━━━ Material provided ━━━
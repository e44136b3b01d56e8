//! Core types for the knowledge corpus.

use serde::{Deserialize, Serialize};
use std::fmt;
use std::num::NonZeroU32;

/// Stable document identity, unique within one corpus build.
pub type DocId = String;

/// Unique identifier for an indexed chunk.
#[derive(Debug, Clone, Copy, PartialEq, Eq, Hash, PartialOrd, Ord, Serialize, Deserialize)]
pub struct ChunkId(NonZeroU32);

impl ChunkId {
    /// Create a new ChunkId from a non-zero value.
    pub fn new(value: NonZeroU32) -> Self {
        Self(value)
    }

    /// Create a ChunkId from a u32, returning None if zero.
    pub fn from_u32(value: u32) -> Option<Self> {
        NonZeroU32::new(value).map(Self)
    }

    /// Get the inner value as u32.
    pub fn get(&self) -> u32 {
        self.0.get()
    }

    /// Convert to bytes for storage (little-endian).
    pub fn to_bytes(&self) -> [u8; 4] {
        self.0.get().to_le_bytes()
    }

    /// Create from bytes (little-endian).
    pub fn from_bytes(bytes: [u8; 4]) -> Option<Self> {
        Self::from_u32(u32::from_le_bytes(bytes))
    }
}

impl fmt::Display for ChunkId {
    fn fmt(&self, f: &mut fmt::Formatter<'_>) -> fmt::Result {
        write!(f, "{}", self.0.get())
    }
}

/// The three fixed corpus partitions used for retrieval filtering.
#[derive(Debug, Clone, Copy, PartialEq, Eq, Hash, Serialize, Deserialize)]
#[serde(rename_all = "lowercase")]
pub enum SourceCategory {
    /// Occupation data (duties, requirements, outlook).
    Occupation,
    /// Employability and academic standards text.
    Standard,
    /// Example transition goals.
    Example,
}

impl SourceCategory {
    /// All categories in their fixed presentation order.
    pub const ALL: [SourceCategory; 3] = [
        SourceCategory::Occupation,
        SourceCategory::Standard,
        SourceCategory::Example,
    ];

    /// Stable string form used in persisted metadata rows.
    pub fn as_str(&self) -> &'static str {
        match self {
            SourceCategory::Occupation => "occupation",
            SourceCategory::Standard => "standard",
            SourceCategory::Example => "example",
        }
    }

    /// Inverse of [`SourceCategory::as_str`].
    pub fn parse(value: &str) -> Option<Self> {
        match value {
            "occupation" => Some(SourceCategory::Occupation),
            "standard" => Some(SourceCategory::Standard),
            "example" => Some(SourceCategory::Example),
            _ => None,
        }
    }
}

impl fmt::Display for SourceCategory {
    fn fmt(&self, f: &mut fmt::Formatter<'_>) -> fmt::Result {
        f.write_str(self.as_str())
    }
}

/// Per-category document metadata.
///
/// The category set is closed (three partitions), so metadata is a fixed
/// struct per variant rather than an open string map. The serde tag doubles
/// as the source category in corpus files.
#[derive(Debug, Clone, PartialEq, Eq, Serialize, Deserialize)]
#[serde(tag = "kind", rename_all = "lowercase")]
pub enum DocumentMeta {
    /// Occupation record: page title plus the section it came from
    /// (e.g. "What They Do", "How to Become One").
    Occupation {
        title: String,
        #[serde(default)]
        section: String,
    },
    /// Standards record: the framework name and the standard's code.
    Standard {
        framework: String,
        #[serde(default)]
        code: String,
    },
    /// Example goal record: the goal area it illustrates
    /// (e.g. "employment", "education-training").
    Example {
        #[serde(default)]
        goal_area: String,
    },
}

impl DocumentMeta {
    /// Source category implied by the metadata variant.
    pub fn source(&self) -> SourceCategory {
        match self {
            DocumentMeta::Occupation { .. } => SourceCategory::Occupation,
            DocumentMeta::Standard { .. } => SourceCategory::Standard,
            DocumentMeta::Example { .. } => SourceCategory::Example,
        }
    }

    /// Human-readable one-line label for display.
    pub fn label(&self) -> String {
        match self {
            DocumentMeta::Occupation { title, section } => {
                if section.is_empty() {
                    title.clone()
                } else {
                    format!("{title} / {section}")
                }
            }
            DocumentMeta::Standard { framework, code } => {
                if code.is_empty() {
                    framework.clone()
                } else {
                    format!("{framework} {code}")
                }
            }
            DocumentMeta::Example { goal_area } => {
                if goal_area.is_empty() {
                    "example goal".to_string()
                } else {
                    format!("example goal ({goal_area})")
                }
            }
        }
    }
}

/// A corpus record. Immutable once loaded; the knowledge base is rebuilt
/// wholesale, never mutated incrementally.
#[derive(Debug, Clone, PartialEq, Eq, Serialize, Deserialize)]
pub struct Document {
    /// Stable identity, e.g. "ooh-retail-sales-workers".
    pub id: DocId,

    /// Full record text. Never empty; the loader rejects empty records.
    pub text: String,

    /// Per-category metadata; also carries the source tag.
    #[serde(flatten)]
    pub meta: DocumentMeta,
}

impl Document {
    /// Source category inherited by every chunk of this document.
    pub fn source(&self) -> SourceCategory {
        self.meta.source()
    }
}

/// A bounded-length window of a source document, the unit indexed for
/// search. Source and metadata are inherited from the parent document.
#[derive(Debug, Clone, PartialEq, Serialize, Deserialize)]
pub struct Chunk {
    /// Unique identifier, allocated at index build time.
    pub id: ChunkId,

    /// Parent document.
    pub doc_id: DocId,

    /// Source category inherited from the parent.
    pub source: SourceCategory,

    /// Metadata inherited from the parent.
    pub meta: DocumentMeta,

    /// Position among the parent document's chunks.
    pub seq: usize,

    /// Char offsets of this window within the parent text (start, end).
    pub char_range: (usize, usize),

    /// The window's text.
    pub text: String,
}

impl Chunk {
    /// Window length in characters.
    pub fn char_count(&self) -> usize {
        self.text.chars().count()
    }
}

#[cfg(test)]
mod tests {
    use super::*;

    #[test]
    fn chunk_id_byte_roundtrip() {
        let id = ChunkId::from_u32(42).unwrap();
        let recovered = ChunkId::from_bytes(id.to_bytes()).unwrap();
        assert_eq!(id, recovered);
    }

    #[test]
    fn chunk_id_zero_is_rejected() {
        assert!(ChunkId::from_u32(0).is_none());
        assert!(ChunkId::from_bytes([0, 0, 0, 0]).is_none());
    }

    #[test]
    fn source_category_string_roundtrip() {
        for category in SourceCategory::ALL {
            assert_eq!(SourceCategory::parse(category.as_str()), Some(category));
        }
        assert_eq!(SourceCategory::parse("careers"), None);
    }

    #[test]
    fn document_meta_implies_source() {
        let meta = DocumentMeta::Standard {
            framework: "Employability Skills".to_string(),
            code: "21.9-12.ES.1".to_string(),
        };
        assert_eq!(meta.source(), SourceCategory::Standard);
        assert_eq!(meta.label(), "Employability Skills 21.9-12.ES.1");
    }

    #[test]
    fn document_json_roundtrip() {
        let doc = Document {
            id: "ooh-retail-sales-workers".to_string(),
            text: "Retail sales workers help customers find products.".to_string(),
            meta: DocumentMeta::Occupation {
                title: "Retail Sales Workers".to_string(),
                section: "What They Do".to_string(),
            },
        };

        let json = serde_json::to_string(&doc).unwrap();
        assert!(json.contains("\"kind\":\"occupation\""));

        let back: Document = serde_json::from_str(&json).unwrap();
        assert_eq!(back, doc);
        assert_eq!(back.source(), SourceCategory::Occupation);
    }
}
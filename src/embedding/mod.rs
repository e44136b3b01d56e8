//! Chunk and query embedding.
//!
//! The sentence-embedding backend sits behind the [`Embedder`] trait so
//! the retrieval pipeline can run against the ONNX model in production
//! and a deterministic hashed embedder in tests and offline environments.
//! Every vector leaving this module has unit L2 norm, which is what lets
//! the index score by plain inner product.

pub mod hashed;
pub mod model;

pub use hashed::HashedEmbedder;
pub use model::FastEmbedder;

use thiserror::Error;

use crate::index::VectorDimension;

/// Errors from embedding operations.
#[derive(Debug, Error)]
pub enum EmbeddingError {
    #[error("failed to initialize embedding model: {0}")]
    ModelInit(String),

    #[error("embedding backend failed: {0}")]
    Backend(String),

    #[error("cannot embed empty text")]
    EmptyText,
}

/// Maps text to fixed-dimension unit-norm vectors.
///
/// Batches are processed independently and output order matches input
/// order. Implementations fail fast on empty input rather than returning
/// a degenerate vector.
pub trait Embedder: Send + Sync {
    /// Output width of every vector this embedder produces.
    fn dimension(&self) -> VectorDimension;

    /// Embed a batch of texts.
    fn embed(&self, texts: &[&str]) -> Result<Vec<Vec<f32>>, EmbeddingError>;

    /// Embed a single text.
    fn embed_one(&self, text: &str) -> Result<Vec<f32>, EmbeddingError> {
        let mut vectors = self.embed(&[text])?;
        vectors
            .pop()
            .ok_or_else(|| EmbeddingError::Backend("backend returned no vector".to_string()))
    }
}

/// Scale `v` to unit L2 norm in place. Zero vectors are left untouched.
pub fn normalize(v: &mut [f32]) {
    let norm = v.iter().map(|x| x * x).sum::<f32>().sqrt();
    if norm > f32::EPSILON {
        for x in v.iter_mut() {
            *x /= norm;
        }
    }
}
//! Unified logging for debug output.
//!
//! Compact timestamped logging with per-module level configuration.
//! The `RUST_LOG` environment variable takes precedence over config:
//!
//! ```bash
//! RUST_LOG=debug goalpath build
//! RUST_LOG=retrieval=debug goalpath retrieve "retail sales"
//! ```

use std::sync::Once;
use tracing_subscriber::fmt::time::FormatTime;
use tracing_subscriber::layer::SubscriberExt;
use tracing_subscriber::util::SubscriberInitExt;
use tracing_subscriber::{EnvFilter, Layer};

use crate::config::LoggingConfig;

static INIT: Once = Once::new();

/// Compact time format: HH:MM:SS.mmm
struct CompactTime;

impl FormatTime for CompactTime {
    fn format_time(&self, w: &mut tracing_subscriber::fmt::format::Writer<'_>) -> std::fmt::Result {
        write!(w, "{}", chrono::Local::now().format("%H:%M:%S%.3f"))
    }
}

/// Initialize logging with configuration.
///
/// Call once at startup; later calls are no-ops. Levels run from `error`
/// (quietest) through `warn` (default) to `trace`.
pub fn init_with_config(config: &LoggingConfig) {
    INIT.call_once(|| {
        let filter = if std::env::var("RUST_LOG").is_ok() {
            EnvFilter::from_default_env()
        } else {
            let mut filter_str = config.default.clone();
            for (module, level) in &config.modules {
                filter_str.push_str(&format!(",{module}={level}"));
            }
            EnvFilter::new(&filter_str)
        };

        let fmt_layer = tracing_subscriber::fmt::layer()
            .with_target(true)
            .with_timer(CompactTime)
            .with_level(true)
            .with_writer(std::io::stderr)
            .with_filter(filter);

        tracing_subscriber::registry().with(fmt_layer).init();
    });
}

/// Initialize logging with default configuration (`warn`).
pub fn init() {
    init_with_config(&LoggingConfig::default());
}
━━━
What is needed: Among the entries above, copy exactly only the lines starting with the one containing "self.0.get().to_le_bytes()" and going through the one containing "pub enum SourceCategory", both ends included.

Solution to this exercise:
        self.0.get().to_le_bytes()
    }

    /// Create from bytes (little-endian).
    pub fn from_bytes(bytes: [u8; 4]) -> Option<Self> {
        Self::from_u32(u32::from_le_bytes(bytes))
    }
}

impl fmt::Display for ChunkId {
    fn fmt(&self, f: &mut fmt::Formatter<'_>) -> fmt::Result {
        write!(f, "{}", self.0.get())
    }
}

/// The three fixed corpus partitions used for retrieval filtering.
#[derive(Debug, Clone, Copy, PartialEq, Eq, Hash, Serialize, Deserialize)]
#[serde(rename_all = "lowercase")]
pub enum SourceCategory {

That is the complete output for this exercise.